Report each line from the data below that holds the word "SyncTrigger".
::: Task input :::
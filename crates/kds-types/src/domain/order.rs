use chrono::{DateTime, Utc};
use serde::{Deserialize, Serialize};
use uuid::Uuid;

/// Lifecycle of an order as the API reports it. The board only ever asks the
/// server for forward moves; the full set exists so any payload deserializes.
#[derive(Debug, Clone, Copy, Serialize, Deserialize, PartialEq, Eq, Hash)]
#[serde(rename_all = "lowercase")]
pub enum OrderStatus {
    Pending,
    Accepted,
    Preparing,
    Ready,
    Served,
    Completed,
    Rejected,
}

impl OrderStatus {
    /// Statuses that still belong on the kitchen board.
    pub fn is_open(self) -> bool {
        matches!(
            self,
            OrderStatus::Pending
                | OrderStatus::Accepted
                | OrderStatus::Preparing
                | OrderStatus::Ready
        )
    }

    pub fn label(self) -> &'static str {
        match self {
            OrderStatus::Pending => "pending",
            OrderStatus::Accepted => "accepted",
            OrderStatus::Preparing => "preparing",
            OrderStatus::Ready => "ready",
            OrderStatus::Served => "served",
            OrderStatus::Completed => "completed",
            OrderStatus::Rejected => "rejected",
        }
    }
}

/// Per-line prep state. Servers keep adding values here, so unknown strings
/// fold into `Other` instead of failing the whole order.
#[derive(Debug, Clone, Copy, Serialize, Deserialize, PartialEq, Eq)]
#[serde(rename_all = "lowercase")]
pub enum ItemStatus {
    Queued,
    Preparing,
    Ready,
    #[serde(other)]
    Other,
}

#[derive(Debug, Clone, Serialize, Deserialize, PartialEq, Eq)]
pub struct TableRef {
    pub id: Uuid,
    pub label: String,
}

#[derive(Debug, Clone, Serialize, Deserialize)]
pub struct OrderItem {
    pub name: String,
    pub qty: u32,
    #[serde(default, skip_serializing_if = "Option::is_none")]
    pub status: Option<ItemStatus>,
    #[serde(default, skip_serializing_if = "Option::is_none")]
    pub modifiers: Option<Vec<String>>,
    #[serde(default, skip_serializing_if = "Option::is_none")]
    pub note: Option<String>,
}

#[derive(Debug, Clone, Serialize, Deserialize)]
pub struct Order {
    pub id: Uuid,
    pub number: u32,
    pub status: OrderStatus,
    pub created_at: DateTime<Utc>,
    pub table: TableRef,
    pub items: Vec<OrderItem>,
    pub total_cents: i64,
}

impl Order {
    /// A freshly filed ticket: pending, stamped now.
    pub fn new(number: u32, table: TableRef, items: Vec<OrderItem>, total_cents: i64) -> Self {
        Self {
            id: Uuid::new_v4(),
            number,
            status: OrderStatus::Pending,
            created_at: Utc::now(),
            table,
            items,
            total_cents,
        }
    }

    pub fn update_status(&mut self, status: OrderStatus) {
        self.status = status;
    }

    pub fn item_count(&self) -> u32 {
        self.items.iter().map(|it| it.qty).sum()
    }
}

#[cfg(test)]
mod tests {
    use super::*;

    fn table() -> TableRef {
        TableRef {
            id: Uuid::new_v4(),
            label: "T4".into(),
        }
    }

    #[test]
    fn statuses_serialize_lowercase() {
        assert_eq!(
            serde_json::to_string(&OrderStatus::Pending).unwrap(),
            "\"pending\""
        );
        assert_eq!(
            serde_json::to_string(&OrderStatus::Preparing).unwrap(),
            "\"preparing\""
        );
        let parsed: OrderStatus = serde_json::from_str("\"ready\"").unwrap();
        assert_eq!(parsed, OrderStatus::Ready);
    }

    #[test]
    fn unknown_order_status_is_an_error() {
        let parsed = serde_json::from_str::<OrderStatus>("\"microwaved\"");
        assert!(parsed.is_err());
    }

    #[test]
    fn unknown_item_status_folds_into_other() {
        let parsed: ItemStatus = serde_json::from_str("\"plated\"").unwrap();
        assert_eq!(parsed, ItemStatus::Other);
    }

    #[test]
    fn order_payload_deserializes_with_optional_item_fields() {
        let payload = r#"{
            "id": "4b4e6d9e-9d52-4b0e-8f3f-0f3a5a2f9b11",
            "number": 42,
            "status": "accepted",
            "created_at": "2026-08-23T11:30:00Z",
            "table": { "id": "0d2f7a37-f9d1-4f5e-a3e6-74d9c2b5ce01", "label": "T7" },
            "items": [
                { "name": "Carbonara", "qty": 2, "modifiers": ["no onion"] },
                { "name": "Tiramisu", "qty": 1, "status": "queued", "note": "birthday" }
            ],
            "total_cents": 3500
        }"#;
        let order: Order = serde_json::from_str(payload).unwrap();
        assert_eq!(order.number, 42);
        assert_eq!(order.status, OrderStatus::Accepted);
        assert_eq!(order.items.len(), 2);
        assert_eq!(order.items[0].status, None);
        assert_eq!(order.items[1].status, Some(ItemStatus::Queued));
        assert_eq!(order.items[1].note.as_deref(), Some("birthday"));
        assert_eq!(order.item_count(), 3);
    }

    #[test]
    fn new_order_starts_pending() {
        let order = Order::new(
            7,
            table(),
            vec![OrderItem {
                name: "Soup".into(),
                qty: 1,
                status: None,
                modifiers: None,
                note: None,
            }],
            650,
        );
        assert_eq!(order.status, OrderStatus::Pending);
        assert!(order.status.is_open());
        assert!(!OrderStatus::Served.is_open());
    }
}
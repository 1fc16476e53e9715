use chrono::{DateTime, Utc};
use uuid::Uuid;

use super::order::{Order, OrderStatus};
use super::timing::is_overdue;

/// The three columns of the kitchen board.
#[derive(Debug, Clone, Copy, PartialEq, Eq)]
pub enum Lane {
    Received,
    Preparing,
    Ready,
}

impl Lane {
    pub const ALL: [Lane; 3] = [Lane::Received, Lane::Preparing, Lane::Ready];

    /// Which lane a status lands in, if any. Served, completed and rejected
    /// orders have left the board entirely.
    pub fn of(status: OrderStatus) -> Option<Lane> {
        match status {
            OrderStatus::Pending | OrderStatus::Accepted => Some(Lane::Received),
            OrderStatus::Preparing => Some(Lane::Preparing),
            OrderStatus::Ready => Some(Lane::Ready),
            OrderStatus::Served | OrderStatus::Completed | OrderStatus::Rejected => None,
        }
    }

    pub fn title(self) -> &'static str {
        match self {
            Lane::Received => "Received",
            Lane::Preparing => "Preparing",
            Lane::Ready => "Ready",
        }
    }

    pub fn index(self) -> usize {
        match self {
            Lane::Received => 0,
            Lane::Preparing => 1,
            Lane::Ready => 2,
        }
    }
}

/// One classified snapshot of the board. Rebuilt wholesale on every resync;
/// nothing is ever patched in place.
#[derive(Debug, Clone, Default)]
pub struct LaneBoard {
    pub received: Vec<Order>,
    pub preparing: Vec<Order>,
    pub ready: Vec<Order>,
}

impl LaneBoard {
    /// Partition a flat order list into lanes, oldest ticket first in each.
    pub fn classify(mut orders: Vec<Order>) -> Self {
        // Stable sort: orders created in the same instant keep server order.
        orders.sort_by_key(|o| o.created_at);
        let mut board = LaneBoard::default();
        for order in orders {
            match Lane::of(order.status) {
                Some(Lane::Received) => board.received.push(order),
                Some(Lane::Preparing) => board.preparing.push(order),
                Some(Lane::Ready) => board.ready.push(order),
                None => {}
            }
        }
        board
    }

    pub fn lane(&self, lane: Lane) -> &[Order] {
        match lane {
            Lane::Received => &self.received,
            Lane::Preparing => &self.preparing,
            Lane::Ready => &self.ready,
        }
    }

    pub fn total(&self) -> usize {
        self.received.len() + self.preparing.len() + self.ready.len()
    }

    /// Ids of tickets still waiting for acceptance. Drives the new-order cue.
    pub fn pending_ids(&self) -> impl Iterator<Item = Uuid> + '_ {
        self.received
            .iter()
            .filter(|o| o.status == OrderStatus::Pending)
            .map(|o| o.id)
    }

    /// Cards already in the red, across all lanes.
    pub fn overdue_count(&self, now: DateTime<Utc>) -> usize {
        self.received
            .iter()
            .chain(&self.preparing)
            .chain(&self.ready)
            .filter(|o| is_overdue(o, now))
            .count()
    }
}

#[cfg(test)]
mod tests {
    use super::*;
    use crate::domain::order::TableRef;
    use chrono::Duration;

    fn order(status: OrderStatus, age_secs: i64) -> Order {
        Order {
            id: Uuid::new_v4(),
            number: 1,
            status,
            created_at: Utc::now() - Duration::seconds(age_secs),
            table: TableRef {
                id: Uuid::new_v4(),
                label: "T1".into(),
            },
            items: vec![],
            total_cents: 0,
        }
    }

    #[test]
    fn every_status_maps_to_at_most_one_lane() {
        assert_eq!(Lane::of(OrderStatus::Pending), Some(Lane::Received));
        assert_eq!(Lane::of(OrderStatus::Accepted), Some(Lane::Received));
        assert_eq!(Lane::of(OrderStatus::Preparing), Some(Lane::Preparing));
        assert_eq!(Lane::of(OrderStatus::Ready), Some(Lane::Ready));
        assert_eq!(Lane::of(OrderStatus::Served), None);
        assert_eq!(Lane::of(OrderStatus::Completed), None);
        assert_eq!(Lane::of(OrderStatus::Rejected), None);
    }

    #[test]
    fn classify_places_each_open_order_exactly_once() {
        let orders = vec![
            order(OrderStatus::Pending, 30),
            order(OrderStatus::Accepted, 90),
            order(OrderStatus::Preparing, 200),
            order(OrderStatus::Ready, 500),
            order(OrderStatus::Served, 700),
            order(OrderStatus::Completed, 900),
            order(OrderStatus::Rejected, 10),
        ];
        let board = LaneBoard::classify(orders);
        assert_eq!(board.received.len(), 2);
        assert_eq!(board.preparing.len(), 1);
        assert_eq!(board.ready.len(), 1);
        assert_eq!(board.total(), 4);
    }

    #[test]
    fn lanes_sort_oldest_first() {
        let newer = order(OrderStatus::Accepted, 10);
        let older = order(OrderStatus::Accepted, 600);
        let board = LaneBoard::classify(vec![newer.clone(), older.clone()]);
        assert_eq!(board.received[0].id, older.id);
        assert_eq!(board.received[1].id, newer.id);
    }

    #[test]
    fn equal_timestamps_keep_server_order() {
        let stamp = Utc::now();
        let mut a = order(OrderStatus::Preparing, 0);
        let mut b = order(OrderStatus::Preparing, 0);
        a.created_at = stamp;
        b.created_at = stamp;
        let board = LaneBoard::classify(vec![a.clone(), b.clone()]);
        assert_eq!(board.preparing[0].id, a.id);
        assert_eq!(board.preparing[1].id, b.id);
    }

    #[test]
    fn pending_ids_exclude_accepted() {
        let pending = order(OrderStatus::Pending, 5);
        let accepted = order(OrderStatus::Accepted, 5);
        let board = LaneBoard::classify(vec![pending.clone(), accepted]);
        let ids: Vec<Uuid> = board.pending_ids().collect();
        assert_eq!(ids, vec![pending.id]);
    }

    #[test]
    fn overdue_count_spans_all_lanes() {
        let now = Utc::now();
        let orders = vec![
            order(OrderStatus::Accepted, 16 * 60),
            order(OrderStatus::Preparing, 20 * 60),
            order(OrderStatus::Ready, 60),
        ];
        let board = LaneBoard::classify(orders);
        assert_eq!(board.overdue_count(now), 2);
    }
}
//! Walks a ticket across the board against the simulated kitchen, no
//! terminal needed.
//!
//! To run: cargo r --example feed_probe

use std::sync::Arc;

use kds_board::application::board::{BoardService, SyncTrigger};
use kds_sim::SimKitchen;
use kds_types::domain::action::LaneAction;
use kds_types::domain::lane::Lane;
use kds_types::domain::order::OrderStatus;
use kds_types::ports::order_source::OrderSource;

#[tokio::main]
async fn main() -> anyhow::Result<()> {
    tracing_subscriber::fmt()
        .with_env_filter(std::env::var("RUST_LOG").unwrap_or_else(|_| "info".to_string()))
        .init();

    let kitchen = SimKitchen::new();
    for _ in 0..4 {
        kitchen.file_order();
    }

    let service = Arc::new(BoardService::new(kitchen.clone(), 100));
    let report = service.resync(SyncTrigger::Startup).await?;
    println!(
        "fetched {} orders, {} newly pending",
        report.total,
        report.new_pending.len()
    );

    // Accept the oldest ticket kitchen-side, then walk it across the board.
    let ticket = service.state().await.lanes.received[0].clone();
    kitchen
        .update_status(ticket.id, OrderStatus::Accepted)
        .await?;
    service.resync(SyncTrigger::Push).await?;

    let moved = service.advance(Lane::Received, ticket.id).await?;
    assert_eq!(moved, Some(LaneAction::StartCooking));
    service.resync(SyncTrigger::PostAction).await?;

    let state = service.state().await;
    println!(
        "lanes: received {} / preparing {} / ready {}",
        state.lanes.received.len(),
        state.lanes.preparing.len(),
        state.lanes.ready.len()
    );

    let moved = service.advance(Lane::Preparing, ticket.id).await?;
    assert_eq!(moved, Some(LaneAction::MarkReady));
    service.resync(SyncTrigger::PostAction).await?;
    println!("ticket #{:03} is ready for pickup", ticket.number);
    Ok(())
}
:::
| Response to the task |
use kds_board::application::board::{BoardService, SyncTrigger};
    let report = service.resync(SyncTrigger::Startup).await?;
    service.resync(SyncTrigger::Push).await?;
    service.resync(SyncTrigger::PostAction).await?;
    service.resync(SyncTrigger::PostAction).await?;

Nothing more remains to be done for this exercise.